= Beginning of Section =

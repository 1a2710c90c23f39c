//! Name allocation and cell construction for the module being imported.

use crate::error::ImportError;
use tessel_common::{Ident, Interner, Logic};
use tessel_ir::{
    BinaryOp, CellId, CellKind, ConstValue, GateOp, Module, PortDirection, SigSpec, UnaryOp,
    WireId,
};

use PortDirection::{Input, Output};

/// Counters that live for a whole import run.
#[derive(Debug, Default)]
pub(crate) struct Counters {
    auto: u32,
    init_priority: u32,
}

/// Owns a [`Module`] under construction and hands out fresh names.
///
/// All wire, cell and memory names go through [`unique_name`](Self::unique_name)
/// or [`auto_name`](Self::auto_name), so the `add_*` calls on the module never
/// see a taken name.
pub(crate) struct ModuleBuilder<'a> {
    module: Module,
    interner: &'a Interner,
    counters: &'a mut Counters,
}

impl<'a> ModuleBuilder<'a> {
    pub(crate) fn new(module: Module, interner: &'a Interner, counters: &'a mut Counters) -> Self {
        Self {
            module,
            interner,
            counters,
        }
    }

    pub(crate) fn module(&self) -> &Module {
        &self.module
    }

    pub(crate) fn module_mut(&mut self) -> &mut Module {
        &mut self.module
    }

    pub(crate) fn interner(&self) -> &'a Interner {
        self.interner
    }

    pub(crate) fn finish(self) -> Module {
        self.module
    }

    pub(crate) fn ident(&self, name: &str) -> Ident {
        self.interner.get_or_intern(name)
    }

    /// `base` if it is free in the module, else the first free `base_<n>`.
    pub(crate) fn unique_name(&self, base: &str) -> Ident {
        let ident = self.ident(base);
        if self.module.is_name_free(ident) {
            return ident;
        }
        let mut suffix = 1u32;
        loop {
            let candidate = self.ident(&format!("{base}_{suffix}"));
            if self.module.is_name_free(candidate) {
                return candidate;
            }
            suffix += 1;
        }
    }

    /// A fresh anonymous name `$auto$<n>`.
    pub(crate) fn auto_name(&mut self) -> Ident {
        loop {
            self.counters.auto += 1;
            let candidate = self.ident(&format!("$auto${}", self.counters.auto));
            if self.module.is_name_free(candidate) {
                return candidate;
            }
        }
    }

    /// Priority for the next memory initializer; later initializers win.
    pub(crate) fn next_init_priority(&mut self) -> u32 {
        self.counters.init_priority += 1;
        self.counters.init_priority
    }

    /// Adds a wire named after `base`, uniquified.
    pub(crate) fn wire(&mut self, base: &str, width: u32) -> Result<WireId, ImportError> {
        let name = self.unique_name(base);
        Ok(self.module.add_wire(name, width)?)
    }

    /// Adds an anonymous wire and returns all of its bits.
    pub(crate) fn auto_wire(&mut self, width: u32) -> Result<SigSpec, ImportError> {
        let name = self.auto_name();
        let wire = self.module.add_wire(name, width)?;
        Ok(SigSpec::from_wire(wire, width))
    }

    pub(crate) fn set_wire_attribute(&mut self, wire: WireId, key: &str, value: ConstValue) {
        self.module.wires[wire].attributes.insert(key.to_string(), value);
    }

    /// Records that `value` drives `target`.
    pub(crate) fn connect(&mut self, target: SigSpec, value: SigSpec) -> Result<(), ImportError> {
        Ok(self.module.connect(target, value)?)
    }

    /// Adds a cell with the given port connections.
    pub(crate) fn cell<S: AsRef<str>>(
        &mut self,
        name: Ident,
        kind: CellKind,
        ports: impl IntoIterator<Item = (S, PortDirection, SigSpec)>,
    ) -> Result<CellId, ImportError> {
        let id = self.module.add_cell(name, kind)?;
        for (port, direction, signal) in ports {
            let port = self.interner.get_or_intern(port.as_ref());
            self.module.cells[id].set_port(port, direction, signal);
        }
        Ok(id)
    }

    pub(crate) fn logic_gate(
        &mut self,
        name: Ident,
        op: GateOp,
        a: SigSpec,
        b: SigSpec,
        y: SigSpec,
    ) -> Result<CellId, ImportError> {
        self.cell(
            name,
            CellKind::Gate(op),
            [("A", Input, a), ("B", Input, b), ("Y", Output, y)],
        )
    }

    pub(crate) fn unary_gate(
        &mut self,
        name: Ident,
        op: GateOp,
        a: SigSpec,
        y: SigSpec,
    ) -> Result<CellId, ImportError> {
        self.cell(name, CellKind::Gate(op), [("A", Input, a), ("Y", Output, y)])
    }

    pub(crate) fn mux_gate(
        &mut self,
        name: Ident,
        a: SigSpec,
        b: SigSpec,
        s: SigSpec,
        y: SigSpec,
    ) -> Result<CellId, ImportError> {
        self.cell(
            name,
            CellKind::Gate(GateOp::Mux),
            [("A", Input, a), ("B", Input, b), ("S", Input, s), ("Y", Output, y)],
        )
    }

    pub(crate) fn dff_gate(
        &mut self,
        name: Ident,
        clk: SigSpec,
        d: SigSpec,
        q: SigSpec,
    ) -> Result<CellId, ImportError> {
        self.cell(
            name,
            CellKind::DffGate,
            [("CLK", Input, clk), ("D", Input, d), ("Q", Output, q)],
        )
    }

    pub(crate) fn adff_gate(
        &mut self,
        name: Ident,
        clk: SigSpec,
        arst: SigSpec,
        d: SigSpec,
        q: SigSpec,
        arst_value: Logic,
    ) -> Result<CellId, ImportError> {
        self.cell(
            name,
            CellKind::AdffGate { arst_value },
            [
                ("CLK", Input, clk),
                ("ARST", Input, arst),
                ("D", Input, d),
                ("Q", Output, q),
            ],
        )
    }

    pub(crate) fn dffsr_gate(
        &mut self,
        name: Ident,
        clk: SigSpec,
        set: SigSpec,
        clr: SigSpec,
        d: SigSpec,
        q: SigSpec,
    ) -> Result<CellId, ImportError> {
        self.cell(
            name,
            CellKind::DffsrGate,
            [
                ("CLK", Input, clk),
                ("SET", Input, set),
                ("CLR", Input, clr),
                ("D", Input, d),
                ("Q", Output, q),
            ],
        )
    }

    pub(crate) fn unary(
        &mut self,
        name: Ident,
        op: UnaryOp,
        signed: bool,
        a: SigSpec,
        y: SigSpec,
    ) -> Result<CellId, ImportError> {
        self.cell(
            name,
            CellKind::Unary { op, signed },
            [("A", Input, a), ("Y", Output, y)],
        )
    }

    pub(crate) fn binary(
        &mut self,
        name: Ident,
        op: BinaryOp,
        signed: bool,
        a: SigSpec,
        b: SigSpec,
        y: SigSpec,
    ) -> Result<CellId, ImportError> {
        self.cell(
            name,
            CellKind::Binary { op, signed },
            [("A", Input, a), ("B", Input, b), ("Y", Output, y)],
        )
    }

    /// Word-level multiplexer; the width is taken from `y`.
    pub(crate) fn mux(
        &mut self,
        name: Ident,
        a: SigSpec,
        b: SigSpec,
        s: SigSpec,
        y: SigSpec,
    ) -> Result<CellId, ImportError> {
        self.cell(
            name,
            CellKind::Mux { width: y.width() },
            [("A", Input, a), ("B", Input, b), ("S", Input, s), ("Y", Output, y)],
        )
    }

    pub(crate) fn dff(
        &mut self,
        name: Ident,
        clk: SigSpec,
        d: SigSpec,
        q: SigSpec,
    ) -> Result<CellId, ImportError> {
        self.cell(
            name,
            CellKind::Dff { width: q.width() },
            [("CLK", Input, clk), ("D", Input, d), ("Q", Output, q)],
        )
    }

    pub(crate) fn adff(
        &mut self,
        name: Ident,
        clk: SigSpec,
        arst: SigSpec,
        d: SigSpec,
        q: SigSpec,
        arst_value: Logic,
    ) -> Result<CellId, ImportError> {
        self.cell(
            name,
            CellKind::Adff {
                width: q.width(),
                arst_value,
            },
            [
                ("CLK", Input, clk),
                ("ARST", Input, arst),
                ("D", Input, d),
                ("Q", Output, q),
            ],
        )
    }

    pub(crate) fn dffsr(
        &mut self,
        name: Ident,
        clk: SigSpec,
        set: SigSpec,
        clr: SigSpec,
        d: SigSpec,
        q: SigSpec,
    ) -> Result<CellId, ImportError> {
        self.cell(
            name,
            CellKind::Dffsr { width: q.width() },
            [
                ("CLK", Input, clk),
                ("SET", Input, set),
                ("CLR", Input, clr),
                ("D", Input, d),
                ("Q", Output, q),
            ],
        )
    }

    pub(crate) fn dlatch(
        &mut self,
        name: Ident,
        en: SigSpec,
        d: SigSpec,
        q: SigSpec,
    ) -> Result<CellId, ImportError> {
        self.cell(
            name,
            CellKind::Dlatch { width: q.width() },
            [("EN", Input, en), ("D", Input, d), ("Q", Output, q)],
        )
    }

    pub(crate) fn dlatchsr(
        &mut self,
        name: Ident,
        en: SigSpec,
        set: SigSpec,
        clr: SigSpec,
        d: SigSpec,
        q: SigSpec,
    ) -> Result<CellId, ImportError> {
        self.cell(
            name,
            CellKind::Dlatchsr { width: q.width() },
            [
                ("EN", Input, en),
                ("SET", Input, set),
                ("CLR", Input, clr),
                ("D", Input, d),
                ("Q", Output, q),
            ],
        )
    }

    /// Drives `target` from a fresh `Anyconst` or `Anyseq` cell of the same width.
    pub(crate) fn nondet_source(&mut self, target: SigSpec, fixed: bool) -> Result<(), ImportError> {
        let width = target.width();
        let y = self.auto_wire(width)?;
        let kind = if fixed {
            CellKind::Anyconst { width }
        } else {
            CellKind::Anyseq { width }
        };
        let name = self.auto_name();
        self.cell(name, kind, [("Y", Output, y.clone())])?;
        self.connect(target, y)
    }
}

#[cfg(test)]
mod tests {
    use super::*;
    use tessel_ir::NamedItem;

    #[test]
    fn unique_names_get_suffixes() {
        let interner = Interner::new();
        let mut counters = Counters::default();
        let mut b = ModuleBuilder::new(Module::new(interner.get_or_intern("m")), &interner, &mut counters);
        b.wire("n", 1).unwrap();
        b.wire("n", 1).unwrap();
        let third = b.unique_name("n");
        assert_eq!(interner.resolve(third), "n_2");
        assert!(matches!(
            b.module().lookup(interner.get_or_intern("n_1")),
            Some(NamedItem::Wire(_))
        ));
    }

    #[test]
    fn auto_names_skip_taken() {
        let interner = Interner::new();
        let mut counters = Counters::default();
        let mut b = ModuleBuilder::new(Module::new(interner.get_or_intern("m")), &interner, &mut counters);
        b.wire("$auto$1", 1).unwrap();
        let name = b.auto_name();
        assert_eq!(interner.resolve(name), "$auto$2");
    }

    #[test]
    fn counters_outlive_modules() {
        let interner = Interner::new();
        let mut counters = Counters::default();
        {
            let mut b = ModuleBuilder::new(Module::new(interner.get_or_intern("a")), &interner, &mut counters);
            b.auto_name();
            assert_eq!(b.next_init_priority(), 1);
        }
        let mut b = ModuleBuilder::new(Module::new(interner.get_or_intern("b")), &interner, &mut counters);
        assert_eq!(interner.resolve(b.auto_name()), "$auto$2");
        assert_eq!(b.next_init_priority(), 2);
    }

    #[test]
    fn nondet_source_drives_target() {
        let interner = Interner::new();
        let mut counters = Counters::default();
        let mut b = ModuleBuilder::new(Module::new(interner.get_or_intern("m")), &interner, &mut counters);
        let w = b.wire("r", 3).unwrap();
        b.nondet_source(SigSpec::from_wire(w, 3), true).unwrap();
        let m = b.finish();
        assert_eq!(m.cells.len(), 1);
        assert!(m.cells.values().all(|c| c.kind == CellKind::Anyconst { width: 3 }));
        assert_eq!(m.assignments.len(), 1);
        assert_eq!(m.assignments[0].target, SigSpec::from_wire(w, 3));
    }
}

= End of Section =

Gather each line of the listing that holds the string "signed".

        signed: bool,
            CellKind::Unary { op, signed },
        signed: bool,
            CellKind::Binary { op, signed },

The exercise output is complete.